The worksheet's conventional Find and Replace (aka Ctrl+H) dialog is not solving the problem.
Quite often the issue is a non-breaking space - CHAR(160) - especially from Web text sources -that CLEAN can't remove, so I would go a step further than this and try a formula like this which replaces any non-breaking spaces with a standard one
=TRIM(CLEAN(SUBSTITUTE(A1,CHAR(160)," ")))
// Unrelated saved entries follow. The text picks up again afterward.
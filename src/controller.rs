//! Ties the segment map, chains, scheduler and per-segment runners together.
//!
//! The controller lives for the whole program. One runner per segment waits on that segment's
//! command signal and plays whatever animation the scheduler last launched there, and the tick
//! loop re-evaluates the scheduler against the current mode. Every fault, from a runner or
//! anywhere else, ends up in [`Controller::supervise`], which blacks out every chain before
//! handing control back.

use crate::{
    Config, CurrentMode, Error, MAX_CHAINS, MAX_SEGMENTS, Result, TICK_INTERVAL,
    animations::{Animation, Step},
    drivers::{Chain, ChainWriter},
    scheduler::{Launcher, Scheduler, SchedulerEntry, TaskHandle},
    segments::SegmentMap,
};
use core::{cell::RefCell, future::Future};
use embassy_futures::{
    select::{Either, select},
    yield_now,
};
use embassy_sync::{
    blocking_mutex::{Mutex as BlockingMutex, raw::CriticalSectionRawMutex},
    mutex::Mutex,
    signal::Signal,
};
use embassy_time::{Duration, Ticker, Timer};
use heapless::Vec;
use portable_atomic::{AtomicBool, Ordering};

/// What the scheduler asks a segment runner to do. Only the latest command is kept
pub enum SegmentCommand {
    Start(TaskHandle, Animation),
    Cancel(TaskHandle),
}

pub type CommandSignal = Signal<CriticalSectionRawMutex, SegmentCommand>;

/// Raised by the reset button; polled once per tick
pub type ResetSignal = Signal<CriticalSectionRawMutex, ()>;

/// Why the controller stopped
#[derive(Debug, Clone, Copy, PartialEq, Eq)]
#[cfg_attr(feature = "defmt", derive(defmt::Format))]
pub enum Shutdown {
    /// Someone asked for a restart
    Reset,
    /// Something failed and nothing can recover it
    Fault(Error),
}

/// Delivers scheduler decisions to the runners through their command signals
struct Commands<'a>(&'a [CommandSignal]);

impl Launcher for Commands<'_> {
    fn cancel(&mut self, task: TaskHandle) {
        if let Some(signal) = self.0.get(task.segment) {
            signal.signal(SegmentCommand::Cancel(task));
        }
    }

    fn launch(&mut self, task: TaskHandle, animation: Animation) {
        if let Some(signal) = self.0.get(task.segment) {
            signal.signal(SegmentCommand::Start(task, animation));
        }
    }
}

pub struct Controller<W> {
    map: SegmentMap,
    chains: Vec<Mutex<CriticalSectionRawMutex, Chain<W>>, MAX_CHAINS>,
    mode: CurrentMode,
    scheduler: BlockingMutex<CriticalSectionRawMutex, RefCell<Scheduler>>,
    commands: [CommandSignal; MAX_SEGMENTS],
    faults: Signal<CriticalSectionRawMutex, Error>,
    halted: AtomicBool,
}

impl<W: ChainWriter> Controller<W> {
    /// Lay out `config` and bind one writer to each of its chains, in order
    pub fn new(config: &Config, writers: impl IntoIterator<Item = W>) -> Result<Self> {
        let map = SegmentMap::configure(config)?;
        let chain_count = map.chain_lens().len();

        let mut writers = writers.into_iter();
        let mut chains = Vec::new();
        for (id, len) in map.chain_lens().iter().enumerate() {
            let writer = writers.next().ok_or(Error::WriterCountMismatch {
                chains: chain_count,
                writers: id,
            })?;
            chains
                .push(Mutex::new(Chain::new(id, *len, writer)))
                .map_err(|_| Error::TooManyChains { count: chain_count })?;
        }
        let extra = writers.count();
        if extra > 0 {
            return Err(Error::WriterCountMismatch {
                chains: chain_count,
                writers: chain_count + extra,
            });
        }

        let scheduler = Scheduler::new(&map)?;
        info!(
            "CONTROLLER: {} chains, {} segments, starting in mode '{}'",
            chain_count,
            map.len(),
            config.initial_mode
        );
        Ok(Self {
            map,
            chains,
            mode: CurrentMode::new(config.initial_mode),
            scheduler: BlockingMutex::new(RefCell::new(scheduler)),
            commands: [const { Signal::new() }; MAX_SEGMENTS],
            faults: Signal::new(),
            halted: AtomicBool::new(false),
        })
    }

    pub fn mode(&self) -> &CurrentMode {
        &self.mode
    }

    pub fn segments(&self) -> &SegmentMap {
        &self.map
    }

    pub fn chains(&self) -> &[Mutex<CriticalSectionRawMutex, Chain<W>>] {
        &self.chains
    }

    /// Scheduler state of `segment`
    pub fn entry(&self, segment: usize) -> Option<SchedulerEntry> {
        self.scheduler
            .lock(|scheduler| scheduler.borrow().entry(segment))
    }

    pub fn is_halted(&self) -> bool {
        self.halted.load(Ordering::Acquire)
    }

    /// Report an unrecoverable error to the supervisor
    pub fn fault(&self, error: Error) {
        error!("CONTROLLER: fault reported: {}", error);
        self.faults.signal(error);
    }

    /// One scheduler pass against the current mode. Returns how many tasks were replaced
    pub fn evaluate(&self) -> usize {
        if self.is_halted() {
            return 0;
        }
        let mode = self.mode.get();
        let replaced = self.scheduler.lock(|scheduler| {
            scheduler
                .borrow_mut()
                .evaluate(mode, &self.map, &mut Commands(&self.commands))
        });
        if replaced > 0 {
            info!(
                "SCHEDULER: mode '{}' replaced {} animations",
                mode, replaced
            );
        }
        replaced
    }

    /// Render one frame of `animation` into `segment` and flush its chain if anything was drawn.
    ///
    /// Pixel writes and the flush happen under the chain lock, so frames never tear. Returns
    /// `None` once the controller is halted, without touching the chain.
    pub async fn render(&self, segment: usize, animation: &mut Animation) -> Result<Option<Step>> {
        let placement = self.map.segment(segment)?;
        let chain = self
            .chains
            .get(placement.chain)
            .ok_or(Error::UnknownSegment { segment })?;
        let mut chain = chain.lock().await;
        if self.is_halted() {
            return Ok(None);
        }
        let step = animation.render(chain.segment_mut(placement.range()));
        if let Step::Show { .. } = step {
            chain.flush().await?;
        }
        Ok(Some(step))
    }

    /// Runner for one segment. Plays whatever the scheduler launches on it, forever
    pub async fn run_segment(&self, segment: usize) -> ! {
        let Some(commands) = self.commands.get(segment).filter(|_| segment < self.map.len())
        else {
            warn!("SEGMENT {}: not configured, runner parked", segment);
            park().await
        };

        let mut command = commands.wait().await;
        loop {
            command = match command {
                SegmentCommand::Cancel(task) => {
                    debug!("SEGMENT {}: task {} cancelled", segment, task.generation);
                    commands.wait().await
                }
                SegmentCommand::Start(task, animation) => {
                    debug!(
                        "SEGMENT {}: task {} starts {}",
                        segment, task.generation, animation
                    );
                    match self.play(task, animation, commands).await {
                        Ok(Some(next)) => next,
                        Ok(None) => commands.wait().await,
                        Err(error) => {
                            self.fault(error);
                            park().await
                        }
                    }
                }
            };
        }
    }

    /// Drive `animation` until it finishes, the controller halts, or a new command arrives while
    /// it sleeps. A new command is returned to the runner; the animation is dropped with it.
    /// A command that is already waiting wins over a hold that has run out
    async fn play(
        &self,
        task: TaskHandle,
        mut animation: Animation,
        commands: &CommandSignal,
    ) -> Result<Option<SegmentCommand>> {
        loop {
            let Some(step) = self.render(task.segment, &mut animation).await? else {
                return Ok(None);
            };
            match step {
                Step::Show { hold } => {
                    if let Either::First(command) = select(commands.wait(), sleep(hold)).await {
                        match command {
                            SegmentCommand::Cancel(stale) if stale != task => {
                                trace!(
                                    "SEGMENT {}: ignoring cancel of old task {}",
                                    task.segment, stale.generation
                                );
                            }
                            command => return Ok(Some(command)),
                        }
                    }
                }
                Step::Done { switch_to } => {
                    self.finished(task, switch_to);
                    return Ok(None);
                }
            }
        }
    }

    /// An animation ended on its own. If it asked for a mode switch, apply it and re-evaluate
    /// straight away instead of waiting for the next tick
    fn finished(&self, task: TaskHandle, switch_to: Option<char>) {
        debug!("SEGMENT {}: task {} finished", task.segment, task.generation);
        if let Some(mode) = switch_to {
            info!("SEGMENT {}: switching mode to '{}'", task.segment, mode);
            self.mode.set(mode);
            self.evaluate();
        }
    }

    /// Re-evaluate every tick until a reset is requested
    pub async fn tick_loop(&self, reset: &ResetSignal) -> Shutdown {
        let mut ticker = Ticker::every(TICK_INTERVAL);
        loop {
            if reset.signaled() {
                info!("CONTROLLER: reset requested");
                return Shutdown::Reset;
            }
            self.evaluate();
            ticker.next().await;
        }
    }

    /// Run `work` until it returns or a fault is reported, then black out every chain
    pub async fn supervise(&self, work: impl Future<Output = Shutdown>) -> Shutdown {
        let reason = match select(work, self.faults.wait()).await {
            Either::First(reason) => reason,
            Either::Second(error) => Shutdown::Fault(error),
        };
        if let Err(error) = self.shutdown().await {
            error!("CONTROLLER: blackout incomplete: {}", error);
        }
        reason
    }

    /// The tick loop, supervised
    pub async fn run(&self, reset: &ResetSignal) -> Shutdown {
        self.supervise(self.tick_loop(reset)).await
    }

    /// Stop every runner from drawing again, then black out and flush each chain once.
    /// A chain that fails to flush does not stop the others; the first failure is returned
    pub async fn shutdown(&self) -> Result<()> {
        self.halted.store(true, Ordering::Release);
        let mut first_error = None;
        for chain in &self.chains {
            let mut chain = chain.lock().await;
            if let Err(error) = chain.blackout().await {
                error!("CONTROLLER: chain {} blackout failed: {}", chain.id(), error);
                first_error.get_or_insert(error);
            }
        }
        info!("CONTROLLER: all chains blacked out");
        first_error.map_or(Ok(()), Err)
    }
}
Ron de Bruin has an excellent post on tips for cleaning data here
You can also remove the CHAR(160) directly without a workaround formula by
Edit .... Replace your selected data,
in Find What hold ALT and type 0160 using the numeric keypad
Leave Replace With as blank and select Replace All
If you would like to use a formula, the TRIM function will do exactly what you're looking for:
+----+------------+---------------------+
| | A | B |
+----+------------+---------------------+
| 1 | =TRIM(B1) | value to trim here |
+----+------------+---------------------+
So to do the whole column...
1) Insert a column
2) Insert TRIM function pointed at cell you are trying to correct.
3) Copy formula down the page
4) Copy inserted column
5) Paste as "Values"
Should be good to go from there...
Without using a formula you can do this with 'Text to columns'.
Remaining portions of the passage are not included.